A browser page is not always stable at first load. Client-side rendering, delayed content, asynchronous requests, redirects, timers, animations, and user-triggered state changes can alter the security interpretation.
A serious browser-based AI security test should define when evidence is captured.
Baseline capture records target state before the synthetic artifact is loaded. It helps distinguish the lab target’s normal state from the test case.
After page load capture records the page after initial navigation completes. It is useful, but it should not be treated as final when delayed behavior is part of the case.
After network idle or stable state capture can help identify post-load browser state, though the lab should not assume network idle means semantic safety.
Delayed content capture is required when the case models state changes after a controlled interval or event.
Pre-model capture is mandatory. Browser evidence should exist before model interpretation.
Post-model capture may matter when the model interaction changes the application state, report state, or enforcement simulation view.
Before and after screenshot comparison is useful when testing delayed content, user-facing state changes, visual mismatch, or enforcement simulation.
The timing record should be included in the artifact manifest. It should state when each artifact was captured and why that capture point mattered.
Without timing evidence, delayed behavior becomes guesswork.
Correlation Logic
A report should not simply store artifacts.
It should compare them.
Correlation is where browser evidence becomes useful. The goal is not to collect every possible artifact for its own sake. The goal is to identify whether the evidence views support, contradict, or qualify the conclusion.
Useful correlation questions include:
- Does rendered text appear in the DOM?
- Does DOM content fail to appear visually?
- Does the screenshot show visual cues absent from rendered text?
- Does the frame tree show nested content that the top-level DOM summary missed?
- Does the model context include content not visible in the screenshot?
- Does the model context omit visible content that appeared in the screenshot?
- Does the redirect chain explain the final rendered state?
- Does delayed content change the security interpretation?
- Does a child frame contain content that the report attributes to the parent page?
- Does the model receive flattened text that loses visual hierarchy?
- Does the screenshot show a QR code that text extraction did not represent?

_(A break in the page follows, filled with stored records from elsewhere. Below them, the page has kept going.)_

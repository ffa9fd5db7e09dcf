//! Conversation logic and provider abstraction for chatmate.
//!
//! This crate defines the `LlmProvider` port that the infrastructure layer
//! implements, the bounded conversation history, the completion client, the
//! conversation loop, and the TO BE grammar practice mode. It depends on
//! `chatmate-types` and `regex` only -- never on `chatmate-infra` or any
//! network/terminal crate.

pub mod chat;
pub mod llm;
pub mod practice;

- Does the policy decision reference evidence that was not preserved?
These questions are safe.
They do not require exploit payloads.
They require disciplined comparison.
A high-quality report should identify material disagreements between evidence views. It should not hide them.
Evidence Capture Workflow
A controlled browser evidence workflow should be explicit.
-
Select the test case.
-
Start the run directory.
-
Record the test case identifier and version.
-
Record browser, harness, target, and model versions.
-
Capture baseline target state.
-
Load the controlled synthetic artifact.
-
Capture raw HTML where applicable.
-
Capture the DOM snapshot.
-
Capture rendered text.
-
Capture the screenshot.
-
Capture the frame tree.
-
Capture redirect and URL metadata.
-
Capture timing and state-change metadata.
-
Build model context from labeled evidence.
-
Save the model context artifact.
-
Query the model only after evidence capture.
-
Save raw model output.
-
Validate model output.
-
Apply deterministic policy.
-
Generate the report.
-
Record artifact hashes.
-
Review evidence differences.
The ordering is intentional.
Evidence comes before model interpretation. Model output comes before validation. Validation comes before policy. Policy comes before enforcement simulation. The report comes from artifacts, not from memory.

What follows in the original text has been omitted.